WideSeek-R1: Exploring Width Scaling for Broad Information Seeking via Multi-Agent Reinforcement Learning#

Zelai Xu^1*, Zhexuan Xu^1*, Ruize Zhang^2*, Chunyang Zhu³, Shi Yu⁴,
Weilin Liu³, Quanlu Zhang³, Wenbo Ding², Chao Yu^2†, Yu Wang^1†

¹EE, Tsinghua University ²SIGS, Tsinghua University ³Infinigence AI ⁴IIIS, Tsinghua University

^*Equal Contribution. ^†Corresponding Authors.

Paper: arXiv:2602.04634

Code: WideSeek-R1 code

Data: Training Data | Corpus

Model: WideSeek-R1-4B

Quick Start: Quick Start Guide

Abstract#

Recent advancements in Large Language Models (LLMs) have largely focused on depth scaling, where a single agent solves long-horizon problems with multi-turn reasoning and tool use. However, as tasks grow broader, the key bottleneck shifts from individual competence to organizational capability. In this work, we explore a complementary dimension of width scaling with multi-agent systems to address broad information seeking. Existing multi-agent systems often rely on hand-crafted workflows and turn-taking interactions that fail to parallelize work effectively. To bridge this gap, we propose WideSeek-R1, a lead-agent–subagent framework trained via multi-agent reinforcement learning (MARL) to synergize scalable orchestration and parallel execution. By utilizing a shared LLM with isolated contexts and specialized tools, WideSeek-R1 jointly optimizes the lead agent and parallel subagents on a curated dataset of 20k broad information-seeking tasks. Extensive experiments show that WideSeek-R1-4B achieves an item F1 score of 40.0% on the WideSearch benchmark, which is comparable to the performance of single-agent DeepSeek-R1-671B. Furthermore, WideSeek-R1-4B exhibits consistent performance gains as the number of parallel subagents increases, highlighting the effectiveness of width scaling.

Figure 1: Comparison of depth and width scaling. While depth scaling enhances performance through sequential multi-turn interactions, width scaling orchestrates multi-agent systems for parallel execution. WideSeek-R1 pushes the frontier of width scaling via MARL for synergized orchestration and execution.

Contributions#

We introduce WideSeek-R1, a multi-agent system trained via MARL to synergize scalable orchestration and parallel execution for broad information seeking.
We open-source a large-scale dataset of 20,000 broad information-seeking tasks, offering a complementary training resource to existing multi-hop datasets.
We demonstrate the effectiveness of width scaling with WideSeek-R1-4B, which achieves comparable performance to DeepSeek-R1-671B and exhibits consistent gains as the number of parallel agents increases.

Motivation#

As tasks grow broader, width scaling via multi-agent systems becomes essential, yet both single-agent methods and existing multi-agent systems fall short in different ways. Broad information seeking, which requires gathering and synthesizing attributes of multiple entities into a structured table, serves as an ideal testbed for this challenge.
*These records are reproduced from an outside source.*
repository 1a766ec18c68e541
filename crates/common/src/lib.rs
pub mod types;
pub mod utils;

#[cfg(test)]
mod tests {
    use super::*;

    #[test]
    fn health_type_ok() {
        let h = types::Health { status: "ok" };
        assert_eq!(h.status, "ok");
    }
}
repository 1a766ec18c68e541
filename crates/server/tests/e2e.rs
use std::net::SocketAddr;
use std::sync::Arc;

use async_trait::async_trait;
use axum::Router;
use reqwest::StatusCode as HttpStatusCode;
use serde_json::{json, Value};
use storage::{LocalFsBackend, ObjectStore, StorageError};
use tokio::net::TcpListener;
use tower_http::cors::CorsLayer;
use uuid::Uuid;

use server::routes;
use server::state::AppState;

fn cors() -> CorsLayer {
    CorsLayer::very_permissive()
}

struct TestApp {
    base_url: String,
}

async fn start_with_store(store: Arc<dyn ObjectStore>) -> anyhow::Result<TestApp> {
    let state = AppState::new(store, "test-bucket");
    let app: Router = routes::build_router(cors(), state);

    let listener = TcpListener::bind((std::net::Ipv4Addr::LOCALHOST, 0)).await?;
    let addr: SocketAddr = listener.local_addr()?;
    let base_url = format!("http://{}:{}", addr.ip(), addr.port());

    tokio::spawn(async move {
        if let Err(e) = axum::serve(listener, app).await {
            eprintln!("server error: {}", e);
        }
    });

    Ok(TestApp { base_url })
}

/// Boot the router against an isolated local filesystem store.
async fn start_server() -> anyhow::Result<TestApp> {
    let root = std::env::temp_dir().join(format!("slot-store-e2e-{}", Uuid::new_v4()));
    let store = LocalFsBackend::new(&root).await?;
    start_with_store(Arc::new(store)).await
}

/// Store stub whose every operation fails the way a misconfigured remote
/// bucket would.
struct FailingStore;

#[async_trait]
impl ObjectStore for FailingStore {
    async fn exists(&self, _key: &str) -> Result<bool, StorageError> {
        Err(StorageError::backend("access denied", Some("AccessDenied".into())))
    }
    async fn download(&self, _key: &str) -> Result<Vec<u8>, StorageError> {
        Err(StorageError::backend("access denied", Some("AccessDenied".into())))
    }
    async fn upload(
        &self,
        _key: &str,
        _data: &[u8],
        _content_type: &str,
        _cache_control: &str,
    ) -> Result<(), StorageError> {
        Err(StorageError::backend("access denied", Some("AccessDenied".into())))
    }
}

fn client() -> reqwest::Client {
    reqwest::Client::new()
}

#[tokio::test]
async fn e2e_health() -> anyhow::Result<()> {
    let app = start_server().await?;
    let res = client().get(format!("{}/health", app.base_url)).send().await?;
    assert_eq!(res.status(), HttpStatusCode::OK);
    let body = res.json::<Value>().await?;
    assert_eq!(body["status"], "ok");
    Ok(())
}

#[tokio::test]
async fn e2e_save_then_load_round_trips() -> anyhow::Result<()> {
    let app = start_server().await?;
    let c = client();

    let doc = json!({
        "layers": [{"id": 1, "name": "base", "visible": true}],
        "controlBoxes": [{"x": 10, "y": 20, "w": 100, "h": 50}],
    });

    let res = c
        .post(format!("{}/save?slot=slot7", app.base_url))
        .json(&doc)
        .send()
        .await?;
    assert_eq!(res.status(), HttpStatusCode::OK);
    let ack = res.json::<Value>().await?;
    assert_eq!(ack["success"], true);
    assert_eq!(ack["slot"], "slot7");
    assert_eq!(ack["key"], "data_slot7.json");
    assert!(ack["bytes"].as_u64().unwrap() > 0);

    let res = c.get(format!("{}/load?slot=slot7", app.base_url)).send().await?;
    assert_eq!(res.status(), HttpStatusCode::OK);
    let loaded = res.json::<Value>().await?;
    assert_eq!(loaded, doc);
    Ok(())
}

#[tokio::test]
async fn e2e_unsaved_slot_loads_empty_document() -> anyhow::Result<()> {
    let app = start_server().await?;
    let res = client().get(format!("{}/load?slot=slot99", app.base_url)).send().await?;
    assert_eq!(res.status(), HttpStatusCode::OK);
    let body = res.json::<Value>().await?;
    assert_eq!(body, json!({"layers": [], "controlBoxes": []}));
    Ok(())
}

#[tokio::test]
async fn e2e_missing_slot_param_means_slot1() -> anyhow::Result<()> {
    let app = start_server().await?;
    let c = client();

    let doc = json!({"layers": [1, 2], "controlBoxes": []});
    let res = c.post(format!("{}/save", app.base_url)).json(&doc).send().await?;
    assert_eq!(res.status(), HttpStatusCode::OK);
    assert_eq!(res.json::<Value>().await?["slot"], "slot1");

    // explicit slot1 reads back what the default save wrote
    let res = c.get(format!("{}/load?slot=slot1", app.base_url)).send().await?;
    assert_eq!(res.json::<Value>().await?, doc);

    // and the default load reads the same
    let res = c.get(format!("{}/load", app.base_url)).send().await?;
    assert_eq!(res.json::<Value>().await?, doc);
    Ok(())
}

#[tokio::test]
async fn e2e_save_replaces_wholesale() -> anyhow::Result<()> {
    let app = start_server().await?;
    let c = client();

    for doc in [json!({"a": 1}), json!({"b": 2})] {
        let res = c
            .post(format!("{}/save?slot=slot3", app.base_url))
            .json(&doc)
            .send()
            .await?;
        assert_eq!(res.status(), HttpStatusCode::OK);
    }

    let res = c.get(format!("{}/load?slot=slot3", app.base_url)).send().await?;
    // no merge: only the second document survives
    assert_eq!(res.json::<Value>().await?, json!({"b": 2}));
    Ok(())
}

#[tokio::test]
async fn e2e_accepts_any_json_value() -> anyhow::Result<()> {
    let app = start_server().await?;
    let c = client();

    let doc = json!([1, "two", {"three": 3}, null]);
    let res = c
        .post(format!("{}/save?slot=slot5", app.base_url))
        .json(&doc)
        .send()
        .await?;
    assert_eq!(res.status(), HttpStatusCode::OK);

    let res = c.get(format!("{}/load?slot=slot5", app.base_url)).send().await?;
    assert_eq!(res.json::<Value>().await?, doc);
    Ok(())
}

#[tokio::test]
async fn e2e_invalid_slot_rejected_without_backend_call() -> anyhow::Result<()> {
    // a store that fails on any call proves validation short-circuits
    let app = start_with_store(Arc::new(FailingStore)).await?;
    let c = client();

    for bad in ["slotx", "slot", "1slot", "SLOT1", "slot1x"] {
        let res = c.get(format!("{}/load?slot={}", app.base_url, bad)).send().await?;
        assert_eq!(res.status(), HttpStatusCode::BAD_REQUEST, "load {bad:?}");
        assert_eq!(res.json::<Value>().await?["error"], "Invalid slot name");

        let res = c
            .post(format!("{}/save?slot={}", app.base_url, bad))
            .json(&json!({"a": 1}))
            .send()
            .await?;
        assert_eq!(res.status(), HttpStatusCode::BAD_REQUEST, "save {bad:?}");
        assert_eq!(res.json::<Value>().await?["error"], "Invalid slot name");
    }
    Ok(())
}

#[tokio::test]
async fn e2e_backend_failure_yields_500() -> anyhow::Result<()> {
    let app = start_with_store(Arc::new(FailingStore)).await?;
    let c = client();

    let res = c.get(format!("{}/load?slot=slot1", app.base_url)).send().await?;
    assert_eq!(res.status(), HttpStatusCode::INTERNAL_SERVER_ERROR);
    let body = res.json::<Value>().await?;
    assert_eq!(body["error"], "Failed to load data");
    assert_eq!(body["details"], "access denied");
    assert_eq!(body["code"], "AccessDenied");
    assert_eq!(body["bucket"], "test-bucket");
    assert!(body["hint"].as_str().unwrap().contains("credentials"));

    let res = c
        .post(format!("{}/save?slot=slot1", app.base_url))
        .json(&json!({"a": 1}))
        .send()
        .await?;
    assert_eq!(res.status(), HttpStatusCode::INTERNAL_SERVER_ERROR);
    let body = res.json::<Value>().await?;
    assert_eq!(body["error"], "Failed to save data");
    Ok(())
}

#[tokio::test]
async fn e2e_corrupt_stored_object_yields_500() -> anyhow::Result<()> {
    let root = std::env::temp_dir().join(format!("slot-store-e2e-{}", Uuid::new_v4()));
    let store = LocalFsBackend::new(&root).await?;
    // plant bytes that are not JSON where slot2's document would live
    store
        .upload("data_slot2.json", b"not json at all", "application/json", "no-cache")
        .await?;
    let app = start_with_store(Arc::new(store)).await?;

    let res = client().get(format!("{}/load?slot=slot2", app.base_url)).send().await?;
    assert_eq!(res.status(), HttpStatusCode::INTERNAL_SERVER_ERROR);
    let body = res.json::<Value>().await?;
    assert_eq!(body["error"], "Failed to load data");
    assert!(body["details"].as_str().unwrap().contains("not valid JSON"));
    Ok(())
}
Limitations of Single-Agent Methods#

Single-agent methods face two fundamental limitations when tasks grow in breadth.

Context pollution. As the agent’s context accumulates information from previous subtasks, irrelevant content increasingly interferes with reasoning, degrading performance on later subtasks.
Sequential execution. A single agent must process independent subtasks one by one, leaving parallelizable work serialized and making the overall process inefficient.

These limitations underscore the necessity of multi-agent systems, which naturally enable context isolation and parallel execution for effective width scaling.
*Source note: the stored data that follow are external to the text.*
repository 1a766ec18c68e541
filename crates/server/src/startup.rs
use std::{net::SocketAddr, sync::Arc};

use axum::Router;
use common::utils::logging::init_logging_default;
use configs::{AppConfig, StorageConfig};
use dotenvy::dotenv;
use storage::{LocalFsBackend, ObjectStore, S3Backend};
use tower_http::cors::CorsLayer;
use tracing::info;

use crate::routes;
use crate::state::AppState;

fn build_cors() -> CorsLayer {
    CorsLayer::very_permissive()
}

/// Construct the object store selected by configuration. The store is
/// built once here and shared by reference with every request.
async fn build_store(cfg: &StorageConfig) -> anyhow::Result<Arc<dyn ObjectStore>> {
    match cfg.backend.as_str() {
        "local" => {
            info!(root = %cfg.local_root, "using local filesystem storage backend");
            Ok(Arc::new(LocalFsBackend::new(&cfg.local_root).await?))
        }
        _ => {
            info!(bucket = %cfg.bucket, endpoint = cfg.endpoint.as_deref().unwrap_or("aws"), "using s3 storage backend");
            Ok(Arc::new(S3Backend::new(&cfg.bucket, cfg.endpoint.as_deref()).await))
        }
    }
}

/// Public entry: build the app and run the HTTP server.
pub async fn run() -> anyhow::Result<()> {
    dotenv().ok();
    init_logging_default();

    let cfg = AppConfig::load_and_validate()?;
    let store = build_store(&cfg.storage).await?;
    let state = AppState::new(store, cfg.storage.bucket.clone());

    let app: Router = routes::build_router(build_cors(), state);

    let addr: SocketAddr = format!("{}:{}", cfg.server.host, cfg.server.port).parse()?;
    info!(%addr, bucket = %cfg.storage.bucket, "starting slot document server");
    let listener = tokio::net::TcpListener::bind(addr).await?;
    axum::serve(listener, app).await?;
    Ok(())
}
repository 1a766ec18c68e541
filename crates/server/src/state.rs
use std::sync::Arc;

use storage::ObjectStore;

/// Shared request-handler state, constructed once at startup.
/// `bucket` is only used to annotate error responses; the store itself
/// already knows which bucket it talks to.
#[derive(Clone)]
pub struct AppState {
    pub store: Arc<dyn ObjectStore>,
    pub bucket: String,
}

impl AppState {
    pub fn new(store: Arc<dyn ObjectStore>, bucket: impl Into<String>) -> Self {
        Self { store, bucket: bucket.into() }
    }
}
//! Object-storage abstraction for the slot document store.
//! One flat namespace of keys inside a single configured bucket; the
//! service only ever needs existence checks, whole-object reads and
//! whole-object replacing writes.

pub mod errors;
pub mod localfs;
pub mod s3;

use async_trait::async_trait;

pub use errors::StorageError;
pub use localfs::LocalFsBackend;
pub use s3::S3Backend;

/// Minimal object-store surface the request handlers depend on.
/// Implementations must be safe to share across in-flight requests.
#[async_trait]
pub trait ObjectStore: Send + Sync {
    /// Whether an object exists at `key`.
    async fn exists(&self, key: &str) -> Result<bool, StorageError>;

    /// Download the full object at `key`. Missing keys are a backend
    /// error here; callers are expected to check `exists` first.
    async fn download(&self, key: &str) -> Result<Vec<u8>, StorageError>;

    /// Upload `data` to `key`, replacing any existing object wholesale.
    async fn upload(
        &self,
        key: &str,
        data: &[u8],
        content_type: &str,
        cache_control: &str,
    ) -> Result<(), StorageError>;
}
Limitations of Existing Multi-Agent Systems#

Despite their promise, existing multi-agent systems have not fully realized the potential of width scaling, primarily because few systems are trained end-to-end to learn scalable orchestration and parallel execution.

Hand-crafted orchestration. Most prior work relies on manually designed workflows rather than learned agents, hindering flexible and scalable coordination as the number of agents grows.
Turn-taking execution. Current systems typically process subtasks one at a time through turn-taking interactions, serializing progress and failing to parallelize independent work.

As a result, the performance of existing multi-agent systems is bottlenecked by limited scalability and insufficient parallelization. WideSeek-R1 is designed to address both levels through end-to-end multi-agent reinforcement learning.

Method#

WideSeek-R1 is a hierarchical lead-agent-subagent system trained via end-to-end MARL to synergize scalable orchestration and parallel execution for width scaling. The lead agent and subagents share a single LLM but operate with isolated contexts and specialized tools: the lead agent focuses on task decomposition and orchestration, while each subagent executes its assigned subtask in parallel using external tools to gather information and return findings.

Figure 2. Overview of WideSeek-R1 rollout and training pipeline. Rollout: The lead agent coordinates task decomposition while subagents execute parallel subtasks. Training: A shared model is trained via GRPO with multi-agent advantage assignment and dual-level advantage reweighting.

Lead Agent for Scalable Orchestration#

The lead agent decomposes a broad task into parallelizable subtasks and delegates them to subagents. Unlike systems with fixed hand-crafted workflows, the lead agent is trained for scalable and learnable orchestration as the number of subagents increases. The lead agent is restricted to a call_subagent-style tool to reduce context pollution.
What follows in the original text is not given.